Gemini
Sarah Faux at Stems Gallery in Brussels
At the beginning of this month the Brussels-based Stems Gallery has opened yet another great show in 2016. After it presented ‘apocatastasis‘ by Greek artist Panos Tsagaris in January, now, for the first time in a solo exhibition, they created a show named ‘Gemini’ featuring new work by the very talented American painter Sarah Faux.
According to astrology the Boston-born is a Gemini (who are characterized for a violent temperament) which forms a starting point for this show. Without being a devout believer in astrology, Faux does strongly believe in the idea that a single person contains multiple selves — resulting in a exhibition full of pairs. ‘Torn at the shoulder’ and ‘Into her inner’ are mirrored reflections of each other. In one a woman looks back at her own naked body through scraps of fabric. In the other, her image is overwhelmed by a deep green field of desire. Calm versus anxiety and openness versus impediments. In a looser pairing, ‘Dig me in’ and ‘Dig me out’ derive their compositions from twisted aloe stalks winding through the surface of each canvas. Both are meditations on painting itself: a tongue lapping up a twisted gray to reveal intense ultramarine behind it; hairy legs shooting through pink gaps, leaving smears of umber in their wake.
In all, the dynamic created by pairing pieces as the described example, ensures a captivating exhibiting, in which even different pairs seem to communicate with each other filling up the space of the Stems gallery, catching every visitor that enters..
Like doppelgangers, the twins in this show harken back to each other in ways both familiar and strange, providing one another with company while eerily unsettling any static notions of sensory life.

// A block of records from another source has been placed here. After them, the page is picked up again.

//! EventBridge envelope decoding for CodePipeline state-change events.

use serde::de::DeserializeOwned;
use serde::Deserialize;
use serde_json::{Number, Value};
use thiserror::Error;

use crate::codepipeline_event::{
    ActionExecutionEvent, ActionState, ActionTypeDescriptor, EventEnvelope, EventKind,
    LifecycleEvent, PipelineExecutionEvent, PipelineState, StageExecutionEvent, StageState,
};

#[derive(Debug, Error)]
/// Reasons an inbound payload cannot become a `LifecycleEvent`.
pub enum EventParseError {
    #[error("invalid event payload: {0}")]
    InvalidPayload(#[source] serde_json::Error),
    #[error("invalid event envelope: {0}")]
    InvalidEnvelope(#[source] serde_json::Error),
    #[error("unsupported event detail-type '{0}'")]
    UnsupportedDetailType(String),
    #[error("invalid {kind} event detail: {source}")]
    InvalidDetail {
        kind: EventKind,
        #[source]
        source: serde_json::Error,
    },
    #[error("unknown {kind} state '{value}'")]
    UnknownState { kind: EventKind, value: String },
}

#[derive(Debug, Deserialize)]
struct RawEventEnvelope {
    #[serde(rename = "detail-type")]
    detail_type: String,
    #[serde(default)]
    detail: Value,
    #[serde(flatten)]
    envelope: EventEnvelope,
}

#[derive(Debug, Deserialize)]
struct RawPipelineDetail {
    pipeline: String,
    version: Number,
    #[serde(rename = "execution-id")]
    execution_id: String,
    state: String,
}

#[derive(Debug, Deserialize)]
struct RawStageDetail {
    pipeline: String,
    version: Number,
    #[serde(rename = "execution-id")]
    execution_id: String,
    stage: String,
    state: String,
}

#[derive(Debug, Deserialize)]
struct RawActionDetail {
    pipeline: String,
    version: Number,
    #[serde(rename = "execution-id")]
    execution_id: String,
    stage: String,
    action: String,
    state: String,
    #[serde(default, rename = "type")]
    action_type: Option<ActionTypeDescriptor>,
}

/// Parses a raw EventBridge JSON document into a lifecycle event.
pub fn parse_lifecycle_event(raw: &str) -> Result<LifecycleEvent, EventParseError> {
    let value = serde_json::from_str::<Value>(raw).map_err(EventParseError::InvalidPayload)?;
    lifecycle_event_from_value(value)
}

/// Decodes an already-parsed EventBridge document into a lifecycle event.
pub fn lifecycle_event_from_value(value: Value) -> Result<LifecycleEvent, EventParseError> {
    let raw = serde_json::from_value::<RawEventEnvelope>(value)
        .map_err(EventParseError::InvalidEnvelope)?;
    let kind = EventKind::from_detail_type(raw.detail_type.trim())
        .ok_or_else(|| EventParseError::UnsupportedDetailType(raw.detail_type.clone()))?;

    match kind {
        EventKind::Pipeline => {
            let detail: RawPipelineDetail = decode_detail(kind, raw.detail)?;
            let state = PipelineState::parse(&detail.state)
                .ok_or_else(|| unknown_state(kind, &detail.state))?;
            Ok(LifecycleEvent::Pipeline(PipelineExecutionEvent {
                envelope: raw.envelope,
                pipeline: detail.pipeline,
                version: detail.version,
                execution_id: detail.execution_id,
                state,
            }))
        }
        EventKind::Stage => {
            let detail: RawStageDetail = decode_detail(kind, raw.detail)?;
            let state = StageState::parse(&detail.state)
                .ok_or_else(|| unknown_state(kind, &detail.state))?;
            Ok(LifecycleEvent::Stage(StageExecutionEvent {
                envelope: raw.envelope,
                pipeline: detail.pipeline,
                version: detail.version,
                execution_id: detail.execution_id,
                stage: detail.stage,
                state,
            }))
        }
        EventKind::Action => {
            let detail: RawActionDetail = decode_detail(kind, raw.detail)?;
            let state = ActionState::parse(&detail.state)
                .ok_or_else(|| unknown_state(kind, &detail.state))?;
            Ok(LifecycleEvent::Action(ActionExecutionEvent {
                envelope: raw.envelope,
                pipeline: detail.pipeline,
                version: detail.version,
                execution_id: detail.execution_id,
                stage: detail.stage,
                action: detail.action,
                state,
                action_type: detail.action_type,
            }))
        }
    }
}

fn decode_detail<T: DeserializeOwned>(kind: EventKind, detail: Value) -> Result<T, EventParseError> {
    serde_json::from_value(detail).map_err(|source| EventParseError::InvalidDetail { kind, source })
}

fn unknown_state(kind: EventKind, value: &str) -> EventParseError {
    EventParseError::UnknownState {
        kind,
        value: value.to_string(),
    }
}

Far from being willfully deceptive, Geminis personify innate human conflicts. A parent who raised you with every good intention might also pass on all their most oppressive habits. Your fondest memory of sun pouring through the window as you sip coffee with a lover could transform into a cavernous source of pain post-breakup. How we experience single moments in time can oscillate wildly physically and emotionally. Or maybe that’s just the Gemini in me.
Sarah Faux was born in Boston, but lives and works in New York City. Last year she finished a MFA at Yale University in Painting and Printmaking. Before that she finished a Painting BFA at Rhode Island School of Design and a BA in History of Art and Architecture from Brown University. Her rapidly growing body of work depicts bodies in fugue states, caught with their boundaries dissolving. Within each work, closely cropped figures emerge from fields of color, apprehending the viewer over time. Fingers, legs, nipples and hair push to foreground, never remaining at a safe distance. Inspired by writers like Virginia Woolf and Italo Calvino, who have narrated from multiple perspectives, calling into question the reliability of a single authorial voice, Faux deconstructs a moment of touch in several ways, with each painting becoming more fully engrossed in the conflicting feelings a single sensation can provoke. The work of Faux has been shown in group exhibitions throughout New York City, but also in Dubrovnik, Croatia; Montreal, Canada and now Brussels in Belgium for her very first solo exhibition. With more to come in the near future, without a doubt.
Since I paint in a slippery zone between figuration and abstraction, viewing my work requires accepting a high level of ambiguity. While pop cultural narratives tend to police and categorize women’s bodies, my practice is dedicated to defining feminine experience and sexuality for myself. At times light-hearted and self-loving, at times abject and objectified, my paintings embrace the absurd, ineffable aspects of living in a feminine body.
When in Brussels make sure to see the work of this great talent!
‘Gemini’ will run until the 16th of June at Stems Gallery located at 68 rue de la Concorde in Brussels. Opened Wednesday — Friday from 11:00 until 18:00, Saturday 14:00 until 18:00.